EXERCISE OBJECTIVE: The entries below contain a stretch that opens with the line containing "tokio::fs::create_dir_all(dest_dir).await?;" and closes with the line containing "fetched = Some(candidate);"; set down that stretch exactly, both ends included, and nothing else.

※

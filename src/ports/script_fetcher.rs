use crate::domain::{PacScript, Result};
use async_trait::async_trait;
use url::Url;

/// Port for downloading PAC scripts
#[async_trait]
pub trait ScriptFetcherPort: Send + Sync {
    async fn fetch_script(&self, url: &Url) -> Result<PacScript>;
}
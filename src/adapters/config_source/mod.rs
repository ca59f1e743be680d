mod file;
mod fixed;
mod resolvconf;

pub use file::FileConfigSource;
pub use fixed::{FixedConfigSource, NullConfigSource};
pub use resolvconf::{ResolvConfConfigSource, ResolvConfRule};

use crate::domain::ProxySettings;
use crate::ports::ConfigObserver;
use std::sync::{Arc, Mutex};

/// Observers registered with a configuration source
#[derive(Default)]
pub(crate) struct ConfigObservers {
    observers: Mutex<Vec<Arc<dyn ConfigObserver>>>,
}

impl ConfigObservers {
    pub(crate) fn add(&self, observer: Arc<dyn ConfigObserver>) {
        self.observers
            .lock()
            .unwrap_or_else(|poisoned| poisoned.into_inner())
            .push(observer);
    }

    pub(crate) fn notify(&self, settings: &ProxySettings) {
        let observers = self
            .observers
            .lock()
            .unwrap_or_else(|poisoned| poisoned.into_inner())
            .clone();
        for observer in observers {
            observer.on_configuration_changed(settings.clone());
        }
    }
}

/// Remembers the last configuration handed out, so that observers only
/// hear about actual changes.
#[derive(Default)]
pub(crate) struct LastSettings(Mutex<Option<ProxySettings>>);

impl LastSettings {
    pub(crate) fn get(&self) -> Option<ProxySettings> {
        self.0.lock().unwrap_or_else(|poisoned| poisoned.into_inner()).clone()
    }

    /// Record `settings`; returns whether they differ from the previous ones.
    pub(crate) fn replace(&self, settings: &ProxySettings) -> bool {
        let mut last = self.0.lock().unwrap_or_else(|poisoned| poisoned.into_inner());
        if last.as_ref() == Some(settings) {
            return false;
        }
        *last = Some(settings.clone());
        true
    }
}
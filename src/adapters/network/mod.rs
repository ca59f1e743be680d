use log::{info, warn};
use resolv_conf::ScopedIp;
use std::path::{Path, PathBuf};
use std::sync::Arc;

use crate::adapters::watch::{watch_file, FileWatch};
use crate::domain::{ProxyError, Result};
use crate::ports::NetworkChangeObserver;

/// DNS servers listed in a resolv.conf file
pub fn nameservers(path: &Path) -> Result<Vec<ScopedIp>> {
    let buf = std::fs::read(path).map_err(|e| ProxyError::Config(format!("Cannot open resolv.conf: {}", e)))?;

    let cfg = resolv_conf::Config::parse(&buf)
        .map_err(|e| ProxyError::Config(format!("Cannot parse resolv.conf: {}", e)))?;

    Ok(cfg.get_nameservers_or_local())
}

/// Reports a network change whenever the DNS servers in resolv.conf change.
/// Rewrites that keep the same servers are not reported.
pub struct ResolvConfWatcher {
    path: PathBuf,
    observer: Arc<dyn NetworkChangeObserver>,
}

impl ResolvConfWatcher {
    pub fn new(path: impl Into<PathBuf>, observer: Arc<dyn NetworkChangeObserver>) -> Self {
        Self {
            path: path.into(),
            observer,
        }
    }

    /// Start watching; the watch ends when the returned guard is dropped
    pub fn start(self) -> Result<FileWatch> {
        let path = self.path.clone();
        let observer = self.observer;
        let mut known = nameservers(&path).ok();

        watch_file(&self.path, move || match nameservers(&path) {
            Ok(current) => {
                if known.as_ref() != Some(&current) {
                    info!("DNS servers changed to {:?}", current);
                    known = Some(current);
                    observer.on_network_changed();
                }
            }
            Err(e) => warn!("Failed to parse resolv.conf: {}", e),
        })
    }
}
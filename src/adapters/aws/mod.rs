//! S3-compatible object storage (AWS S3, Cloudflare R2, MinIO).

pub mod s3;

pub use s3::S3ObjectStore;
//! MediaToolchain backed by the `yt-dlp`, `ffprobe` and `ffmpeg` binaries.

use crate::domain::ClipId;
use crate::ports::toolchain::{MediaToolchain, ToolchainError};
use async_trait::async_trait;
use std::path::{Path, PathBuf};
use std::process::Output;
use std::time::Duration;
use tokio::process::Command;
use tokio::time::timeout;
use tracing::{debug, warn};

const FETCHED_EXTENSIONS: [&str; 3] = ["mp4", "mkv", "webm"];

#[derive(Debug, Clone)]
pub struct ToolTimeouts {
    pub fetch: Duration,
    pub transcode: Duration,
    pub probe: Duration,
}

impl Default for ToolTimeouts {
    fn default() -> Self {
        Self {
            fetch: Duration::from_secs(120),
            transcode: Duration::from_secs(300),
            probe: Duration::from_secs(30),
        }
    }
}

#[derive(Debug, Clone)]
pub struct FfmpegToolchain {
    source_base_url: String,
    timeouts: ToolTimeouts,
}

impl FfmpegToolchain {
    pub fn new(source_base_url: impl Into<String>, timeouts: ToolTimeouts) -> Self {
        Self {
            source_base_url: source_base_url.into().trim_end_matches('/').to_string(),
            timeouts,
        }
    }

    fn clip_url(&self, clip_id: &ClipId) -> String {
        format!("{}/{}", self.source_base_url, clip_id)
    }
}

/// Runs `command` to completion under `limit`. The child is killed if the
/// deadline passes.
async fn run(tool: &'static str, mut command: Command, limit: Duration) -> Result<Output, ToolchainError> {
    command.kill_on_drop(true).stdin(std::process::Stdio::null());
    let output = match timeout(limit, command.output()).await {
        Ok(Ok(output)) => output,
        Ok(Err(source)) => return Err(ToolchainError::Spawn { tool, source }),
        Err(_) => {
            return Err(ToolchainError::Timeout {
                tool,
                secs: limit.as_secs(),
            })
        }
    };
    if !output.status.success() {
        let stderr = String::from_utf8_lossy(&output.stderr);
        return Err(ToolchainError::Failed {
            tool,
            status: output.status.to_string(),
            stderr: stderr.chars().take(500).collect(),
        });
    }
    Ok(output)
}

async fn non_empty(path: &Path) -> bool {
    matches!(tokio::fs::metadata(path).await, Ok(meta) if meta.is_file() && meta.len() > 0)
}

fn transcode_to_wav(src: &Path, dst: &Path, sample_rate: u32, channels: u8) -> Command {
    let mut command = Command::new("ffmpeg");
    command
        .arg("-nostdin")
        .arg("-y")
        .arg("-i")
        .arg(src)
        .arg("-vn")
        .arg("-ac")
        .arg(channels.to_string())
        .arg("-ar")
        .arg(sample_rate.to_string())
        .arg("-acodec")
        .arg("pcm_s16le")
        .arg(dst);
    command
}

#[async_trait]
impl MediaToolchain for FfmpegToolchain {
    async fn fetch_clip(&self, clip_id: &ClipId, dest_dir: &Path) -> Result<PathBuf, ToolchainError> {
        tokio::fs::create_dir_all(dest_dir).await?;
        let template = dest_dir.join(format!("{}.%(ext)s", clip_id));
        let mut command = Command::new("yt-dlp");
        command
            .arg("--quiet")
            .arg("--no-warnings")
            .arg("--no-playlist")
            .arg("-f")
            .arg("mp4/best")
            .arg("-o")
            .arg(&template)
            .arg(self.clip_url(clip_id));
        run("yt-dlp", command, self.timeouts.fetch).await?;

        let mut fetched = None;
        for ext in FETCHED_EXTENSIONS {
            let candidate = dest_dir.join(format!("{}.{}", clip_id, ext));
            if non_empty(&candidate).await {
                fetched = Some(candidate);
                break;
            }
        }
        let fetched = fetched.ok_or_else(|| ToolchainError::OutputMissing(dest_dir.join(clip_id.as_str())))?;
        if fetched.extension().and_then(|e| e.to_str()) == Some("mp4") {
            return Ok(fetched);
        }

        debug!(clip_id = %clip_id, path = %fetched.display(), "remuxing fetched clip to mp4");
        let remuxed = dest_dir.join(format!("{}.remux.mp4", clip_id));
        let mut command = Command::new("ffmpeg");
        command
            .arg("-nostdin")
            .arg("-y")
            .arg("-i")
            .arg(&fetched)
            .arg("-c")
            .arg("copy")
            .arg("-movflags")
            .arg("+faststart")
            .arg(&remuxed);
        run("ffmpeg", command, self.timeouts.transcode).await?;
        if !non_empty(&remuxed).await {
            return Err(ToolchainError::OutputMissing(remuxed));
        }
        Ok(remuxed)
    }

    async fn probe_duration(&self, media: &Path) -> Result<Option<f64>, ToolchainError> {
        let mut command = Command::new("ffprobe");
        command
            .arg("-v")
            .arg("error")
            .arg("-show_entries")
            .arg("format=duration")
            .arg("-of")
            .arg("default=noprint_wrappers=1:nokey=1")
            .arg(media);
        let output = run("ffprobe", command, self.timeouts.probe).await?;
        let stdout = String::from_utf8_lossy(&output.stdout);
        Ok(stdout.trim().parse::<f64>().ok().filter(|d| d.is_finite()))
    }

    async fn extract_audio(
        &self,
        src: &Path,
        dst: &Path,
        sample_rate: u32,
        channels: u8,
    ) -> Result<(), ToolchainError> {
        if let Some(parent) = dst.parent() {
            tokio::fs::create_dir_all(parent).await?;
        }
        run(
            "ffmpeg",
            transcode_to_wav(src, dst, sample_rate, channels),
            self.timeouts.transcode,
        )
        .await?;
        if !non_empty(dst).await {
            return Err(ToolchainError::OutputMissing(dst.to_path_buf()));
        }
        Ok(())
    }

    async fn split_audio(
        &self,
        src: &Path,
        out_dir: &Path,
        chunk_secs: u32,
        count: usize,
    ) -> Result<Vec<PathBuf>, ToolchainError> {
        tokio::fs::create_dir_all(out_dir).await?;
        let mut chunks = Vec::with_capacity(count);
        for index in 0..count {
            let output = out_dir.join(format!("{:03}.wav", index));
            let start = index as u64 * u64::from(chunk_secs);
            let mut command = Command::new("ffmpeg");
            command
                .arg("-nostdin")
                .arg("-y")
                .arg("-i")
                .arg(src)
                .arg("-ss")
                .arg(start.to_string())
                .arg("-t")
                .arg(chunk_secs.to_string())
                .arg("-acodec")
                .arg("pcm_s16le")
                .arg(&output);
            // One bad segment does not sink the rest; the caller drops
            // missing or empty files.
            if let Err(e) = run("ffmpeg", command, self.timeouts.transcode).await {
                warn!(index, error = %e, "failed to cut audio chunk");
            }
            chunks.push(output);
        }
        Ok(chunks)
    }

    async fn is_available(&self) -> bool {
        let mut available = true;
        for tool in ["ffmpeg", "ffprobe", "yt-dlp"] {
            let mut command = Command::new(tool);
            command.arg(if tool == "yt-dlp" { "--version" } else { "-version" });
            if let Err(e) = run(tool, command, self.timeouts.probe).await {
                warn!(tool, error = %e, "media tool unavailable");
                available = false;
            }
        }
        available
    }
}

※

YOUR SOLUTION:
        tokio::fs::create_dir_all(dest_dir).await?;
        let template = dest_dir.join(format!("{}.%(ext)s", clip_id));
        let mut command = Command::new("yt-dlp");
        command
            .arg("--quiet")
            .arg("--no-warnings")
            .arg("--no-playlist")
            .arg("-f")
            .arg("mp4/best")
            .arg("-o")
            .arg(&template)
            .arg(self.clip_url(clip_id));
        run("yt-dlp", command, self.timeouts.fetch).await?;

        let mut fetched = None;
        for ext in FETCHED_EXTENSIONS {
            let candidate = dest_dir.join(format!("{}.{}", clip_id, ext));
            if non_empty(&candidate).await {
                fetched = Some(candidate);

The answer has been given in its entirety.